If we’re not “at war” with ISIS at this point, there is apparently no longer an acceptable definition of war. The French authorities have been busy all weekend, with nearly a dozen additional people in jail and scores under house arrest as the investigation proceeds. Meanwhile, the bodies of the attackers originally recovered are being identified and offering more clues of how the Islamist killers managed to put together something of this scale and pull it off. Among the dead attackers, we now know the identity of two more of the suicide bombers. The first was home grown. (LA Times)
Prosecutors said Monday that one suicide bomber who blew himself up in the Bataclan music hall Friday night was Samy Amimour, a 28-year-old Frenchman charged in a terrorism investigation in 2012. He had been placed under judicial supervision but dropped off the radar and was the subject of an international arrest warrant.
So Amimour was a native, but had been in league with the terrorists from an early age. How he “dropped off the radar” of French authorities is doubtless something they’re looking at closely this week. The second bomber, however, was an import.
A suicide bomber who blew himself up outside the national soccer stadium was found with a Syrian passport with the name Ahmad Al Mohammad, a 25-year-old born in Idlib. The prosecutor’s office says fingerprints from the attacker match those of someone who passed through Greece in October.
So Ahmad Al Mohammad was from Idlib. His home town is in northwestern Syria, south of Aleppo. How he arrived to join in on the attacks doesn’t appear to be much of a mystery. Whether his passport was legitimate or not shouldn’t be a topic of discussion since they’ve identified him as having come in with the wave of “migrants” and passing through Greece.
The fact that we’re seeing both French and foreign terrorists would seem to confirm some of our worst fears. ISIS has been reaching out and “radicalizing” the willing for some time now, both in the United States and abroad. They clearly had willing partners in France and Belgium who were waiting to assist and equip the foreign fighters when they arrived. If we want to pretend that this formula couldn’t be repeated here in America then we may as well throw in the towel right now.
The newly identified suicide bombers weren’t the only ones tied to ISIS. Some of the other fighters had similar pedigrees. (CNN)
Bilal Hafdi, a Belgian resident who is thought to have fought in Syria, was one of the attackers, according to several sources. Hafdi, who was killed in the attacks, was 19 or 20, the sources said.
One of the suicide bombers has been identified as Ismael Omar Mostefai, according to Jean-Pierre Gorges, the mayor of the French town of Chartres, who is also a member of Parliament. Mostefai lived in Chartres at least until 2012, Gorges said in a Facebook post Saturday.

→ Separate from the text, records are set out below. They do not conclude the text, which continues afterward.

//! `TallyIO` Batch Pipeline Error System
//!
//! Every run-time failure is fatal to the current run and carries the stage
//! name and batch index needed to reproduce it.

use std::time::Duration;
use thiserror::Error;

use crate::types::BatchIndex;

/// Pipeline result type for all operations
pub type PipelineResult<T> = Result<T, PipelineError>;

/// Main error type for pipeline operations
#[derive(Error, Debug)]
pub enum PipelineError {
    /// A raw record value could not be parsed as a number
    #[error(
        "Parse failed in stage '{stage}' for batch {batch_index}: record {record_id} value '{raw}' - {reason}"
    )]
    Parse {
        /// Stage that failed
        stage: String,
        /// Batch being processed
        batch_index: BatchIndex,
        /// Offending record identifier
        record_id: u64,
        /// Offending raw value
        raw: String,
        /// Reason for failure
        reason: String,
    },

    /// Any other stage-level failure
    #[error("Stage '{stage}' failed for batch {batch_index}: {reason}")]
    StageTransform {
        /// Stage that failed
        stage: String,
        /// Batch being processed
        batch_index: BatchIndex,
        /// Reason for failure
        reason: String,
    },

    /// Worker failed to start or was already terminated
    #[error("Worker for stage '{stage}' is unavailable: {reason}")]
    WorkerUnavailable {
        /// Stage bound to the worker
        stage: String,
        /// Reason the worker is unavailable
        reason: String,
    },

    /// Worker did not reply within the configured stage timeout
    #[error("Stage '{stage}' timed out after {timeout:?} on batch {batch_index}")]
    StageTimeout {
        /// Stage that timed out
        stage: String,
        /// Batch being processed
        batch_index: BatchIndex,
        /// Timeout that elapsed
        timeout: Duration,
    },

    /// Invalid configuration or stage list
    #[error("Configuration error: {field} - {reason}")]
    Configuration {
        /// Offending field
        field: String,
        /// Reason for failure
        reason: String,
    },

    /// Layered configuration loading errors
    #[error("Configuration loading failed: {0}")]
    ConfigLoad(#[from] config::ConfigError),

    /// TOML configuration errors
    #[error("TOML configuration error: {0}")]
    Toml(#[from] toml::de::Error),
}

impl PipelineError {
    /// Create stage transform error
    pub fn stage_transform(
        stage: impl Into<String>,
        batch_index: BatchIndex,
        reason: impl Into<String>,
    ) -> Self {
        Self::StageTransform {
            stage: stage.into(),
            batch_index,
            reason: reason.into(),
        }
    }

    /// Create worker unavailable error
    pub fn worker_unavailable(stage: impl Into<String>, reason: impl Into<String>) -> Self {
        Self::WorkerUnavailable {
            stage: stage.into(),
            reason: reason.into(),
        }
    }

    /// Create stage timeout error
    pub fn stage_timeout(stage: impl Into<String>, batch_index: BatchIndex, timeout: Duration) -> Self {
        Self::StageTimeout {
            stage: stage.into(),
            batch_index,
            timeout,
        }
    }

    /// Create configuration error
    pub fn configuration(field: impl Into<String>, reason: impl Into<String>) -> Self {
        Self::Configuration {
            field: field.into(),
            reason: reason.into(),
        }
    }

    /// Name of the stage the error is attributed to, if any
    #[must_use]
    pub fn stage_name(&self) -> Option<&str> {
        match self {
            Self::Parse { stage, .. }
            | Self::StageTransform { stage, .. }
            | Self::WorkerUnavailable { stage, .. }
            | Self::StageTimeout { stage, .. } => Some(stage),
            Self::Configuration { .. } | Self::ConfigLoad(_) | Self::Toml(_) => None,
        }
    }

    /// Index of the batch that was being processed, if any
    #[must_use]
    pub const fn batch_index(&self) -> Option<BatchIndex> {
        match self {
            Self::Parse { batch_index, .. }
            | Self::StageTransform { batch_index, .. }
            | Self::StageTimeout { batch_index, .. } => Some(*batch_index),
            Self::WorkerUnavailable { .. }
            | Self::Configuration { .. }
            | Self::ConfigLoad(_)
            | Self::Toml(_) => None,
        }
    }

    /// Check if re-running the same batches could succeed
    ///
    /// Stages are pure and batches immutable, so parse and transform
    /// failures reproduce on every attempt.
    #[must_use]
    pub const fn is_retryable(&self) -> bool {
        match self {
            Self::WorkerUnavailable { .. } | Self::StageTimeout { .. } => true,
            Self::Parse { .. }
            | Self::StageTransform { .. }
            | Self::Configuration { .. }
            | Self::ConfigLoad(_)
            | Self::Toml(_) => false,
        }
    }
}

/// Failure raised inside a stage transform, before the worker tags it
/// with the stage name and batch index
#[derive(Error, Debug, Clone, PartialEq, Eq)]
pub enum StageFailure {
    /// Raw value is not numeric
    #[error("record {record_id} value '{raw}' is not numeric: {reason}")]
    Parse {
        /// Offending record identifier
        record_id: u64,
        /// Offending raw value
        raw: String,
        /// Reason for failure
        reason: String,
    },

    /// Any other transform failure
    #[error("{reason}")]
    Transform {
        /// Reason for failure
        reason: String,
    },
}

impl StageFailure {
    /// Create parse failure
    pub fn parse(record_id: u64, raw: impl Into<String>, reason: impl Into<String>) -> Self {
        Self::Parse {
            record_id,
            raw: raw.into(),
            reason: reason.into(),
        }
    }

    /// Create transform failure
    pub fn transform(reason: impl Into<String>) -> Self {
        Self::Transform {
            reason: reason.into(),
        }
    }

    /// Attach stage and batch context
    #[must_use]
    pub fn into_pipeline_error(self, stage: &str, batch_index: BatchIndex) -> PipelineError {
        match self {
            Self::Parse {
                record_id,
                raw,
                reason,
            } => PipelineError::Parse {
                stage: stage.to_string(),
                batch_index,
                record_id,
                raw,
                reason,
            },
            Self::Transform { reason } => PipelineError::stage_transform(stage, batch_index, reason),
        }
    }
}

#[cfg(test)]
#[allow(clippy::unwrap_used, clippy::panic, clippy::indexing_slicing)] // Tests may unwrap, panic and index
mod tests {
    use super::*;

    #[test]
    fn test_parse_failure_carries_context() {
        let error = StageFailure::parse(7, "abc", "invalid float literal").into_pipeline_error("parse", 3);

        assert_eq!(error.stage_name(), Some("parse"));
        assert_eq!(error.batch_index(), Some(3));
        assert!(!error.is_retryable());
        match error {
            PipelineError::Parse { record_id, raw, .. } => {
                assert_eq!(record_id, 7);
                assert_eq!(raw, "abc");
            }
            other => panic!("unexpected error: {other}"),
        }
    }

    #[test]
    fn test_transient_errors_are_retryable() {
        assert!(PipelineError::worker_unavailable("filter", "terminated").is_retryable());
        assert!(
            PipelineError::stage_timeout("filter", 0, Duration::from_millis(5)).is_retryable()
        );
        assert!(!PipelineError::configuration("stages", "empty").is_retryable());
    }

    #[test]
    fn test_error_display_names_stage_and_batch() {
        let error = PipelineError::stage_transform("custom", 4, "boom");
        let message = error.to_string();
        assert!(message.contains("custom"));
        assert!(message.contains('4'));
        assert!(message.contains("boom"));
    }
}
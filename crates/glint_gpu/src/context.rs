//! wgpu-backed draw context
//!
//! Textures live in a slot map; a [`TextureId`] is the slot key in its FFI
//! form. Submitted vertices accumulate in one list, split into batches at
//! every texture change. The embedder uploads the list once per frame with
//! [`WgpuDrawContext::create_vertex_buffer`] and issues one draw per batch.

use crate::texture::{texture_format, GpuTexture};
use glint_core::{DataFormat, DrawContext, TextureDesc, TextureId, Vertex};
use slotmap::{new_key_type, Key, KeyData, SlotMap};
use std::ops::Range;
use std::sync::Arc;
use wgpu::util::DeviceExt;

new_key_type! {
    struct TextureKey;
}

fn to_id(key: TextureKey) -> TextureId {
    TextureId(key.data().as_ffi())
}

fn to_key(id: TextureId) -> TextureKey {
    TextureKey::from(KeyData::from_ffi(id.0))
}

/// Vertex layout matching [`Vertex`]
pub fn vertex_buffer_layout() -> wgpu::VertexBufferLayout<'static> {
    const ATTRIBUTES: [wgpu::VertexAttribute; 3] = [
        // position: vec2<f32>
        wgpu::VertexAttribute {
            format: wgpu::VertexFormat::Float32x2,
            offset: 0,
            shader_location: 0,
        },
        // uv: vec2<f32>
        wgpu::VertexAttribute {
            format: wgpu::VertexFormat::Float32x2,
            offset: 8,
            shader_location: 1,
        },
        // color: packed rgba8
        wgpu::VertexAttribute {
            format: wgpu::VertexFormat::Unorm8x4,
            offset: 16,
            shader_location: 2,
        },
    ];

    wgpu::VertexBufferLayout {
        array_stride: std::mem::size_of::<Vertex>() as wgpu::BufferAddress,
        step_mode: wgpu::VertexStepMode::Vertex,
        attributes: &ATTRIBUTES,
    }
}

/// A run of vertices drawn with one texture
#[derive(Debug, Clone, PartialEq)]
pub struct DrawBatch {
    pub texture: TextureId,
    pub vertices: Range<u32>,
}

/// Vertex list split into per-texture batches
#[derive(Debug, Default)]
struct QuadBatcher {
    bound: Option<TextureId>,
    vertices: Vec<Vertex>,
    batches: Vec<DrawBatch>,
}

impl QuadBatcher {
    fn bind(&mut self, texture: TextureId) {
        self.bound = Some(texture);
    }

    fn submit(&mut self, vertices: &[Vertex]) {
        if vertices.is_empty() {
            return;
        }
        let Some(texture) = self.bound else {
            tracing::warn!("Dropping {} vertices submitted with no texture bound", vertices.len());
            return;
        };

        let start = self.vertices.len() as u32;
        self.vertices.extend_from_slice(vertices);
        let end = self.vertices.len() as u32;

        match self.batches.last_mut() {
            Some(last) if last.texture == texture && last.vertices.end == start => {
                last.vertices.end = end;
            }
            _ => self.batches.push(DrawBatch {
                texture,
                vertices: start..end,
            }),
        }
    }

    fn reset(&mut self) {
        self.bound = None;
        self.vertices.clear();
        self.batches.clear();
    }
}

/// [`DrawContext`] over a wgpu device
pub struct WgpuDrawContext {
    device: Arc<wgpu::Device>,
    queue: Arc<wgpu::Queue>,
    textures: SlotMap<TextureKey, GpuTexture>,
    batcher: QuadBatcher,
}

impl WgpuDrawContext {
    pub fn new(device: Arc<wgpu::Device>, queue: Arc<wgpu::Queue>) -> Self {
        Self {
            device,
            queue,
            textures: SlotMap::with_key(),
            batcher: QuadBatcher::default(),
        }
    }

    /// Texture view for a live texture
    pub fn texture_view(&self, texture: TextureId) -> Option<&wgpu::TextureView> {
        self.textures.get(to_key(texture)).map(GpuTexture::view)
    }

    pub fn texture_count(&self) -> usize {
        self.textures.len()
    }

    /// Bytes of texel data across live textures
    pub fn texture_memory(&self) -> usize {
        self.textures.values().map(GpuTexture::data_size).sum()
    }

    /// Vertices submitted since the last [`begin_frame`](Self::begin_frame)
    pub fn vertices(&self) -> &[Vertex] {
        &self.batcher.vertices
    }

    /// Batches submitted since the last [`begin_frame`](Self::begin_frame).
    /// Batches whose texture has since been released have no view and should
    /// be skipped.
    pub fn batches(&self) -> &[DrawBatch] {
        &self.batcher.batches
    }

    /// Upload this frame's vertices. `None` when nothing was submitted.
    pub fn create_vertex_buffer(&self) -> Option<wgpu::Buffer> {
        if self.batcher.vertices.is_empty() {
            return None;
        }
        Some(
            self.device
                .create_buffer_init(&wgpu::util::BufferInitDescriptor {
                    label: Some("Glint Text Vertices"),
                    contents: bytemuck::cast_slice(&self.batcher.vertices),
                    usage: wgpu::BufferUsages::VERTEX,
                }),
        )
    }

    /// Drop last frame's geometry
    pub fn begin_frame(&mut self) {
        self.batcher.reset();
    }
}

impl DrawContext for WgpuDrawContext {
    fn supports_format(&self, format: DataFormat) -> bool {
        texture_format(format).is_some()
    }

    fn create_texture(&mut self, desc: &TextureDesc<'_>) -> Option<TextureId> {
        match GpuTexture::from_desc(&self.device, &self.queue, desc) {
            Ok(texture) => {
                let id = to_id(self.textures.insert(texture));
                tracing::trace!("Created {} texture {:?} ({}x{})", desc.tag, id, desc.width, desc.height);
                Some(id)
            }
            Err(e) => {
                tracing::warn!("Failed to create {} texture: {}", desc.tag, e);
                None
            }
        }
    }

    fn release_texture(&mut self, texture: TextureId) {
        match self.textures.remove(to_key(texture)) {
            Some(gpu) => gpu.destroy(),
            None => tracing::warn!("Released unknown texture {:?}", texture),
        }
    }

    fn bind_texture(&mut self, _slot: u32, texture: TextureId) {
        self.batcher.bind(texture);
    }

    fn submit(&mut self, vertices: &[Vertex]) {
        self.batcher.submit(vertices);
    }
}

French citizens don’t have the same rights as Americans when it comes to being detained, so the family members of all of these people are being held and interrogated by Paris law enforcement officials. More are under arrest in Belgium, where the government now admits that certain areas are out of their control. (You remember the fictional no-go zones from last winter, right? The ones which were “fever dreams” of paranoid conservatives?)
Even if this wave of attacks is over, the trove of information coming out of the event is both useful and alarming. The level of organization and collusion between ISIS fighters from Iraq and Syria and their converts in western nations could be repeated virtually anywhere. Democrats will be screaming at Bobby Jindal for demanding to know where the Syrian refugees were put in his state, but Louisiana may wind up being one of the only sane spots in the country. The Obama administration has approved the resettlement of our new Syrian “guests” for the last two years and the FBI has come right out and stated that “vetting the refugees coming into the United States is nearly non-existent.”
The only remaining question in my mind is if we plan to learn anything from the horror show in Paris and move proactively or if we’re going to twiddle our thumbs until the people of Paris are singing the Star Spangled Banner in support of us after a football stadium crowd is blown up. And if that happens, we will be partly to blame for not cracking down on this while we had the chance. You can’t say we weren’t warned.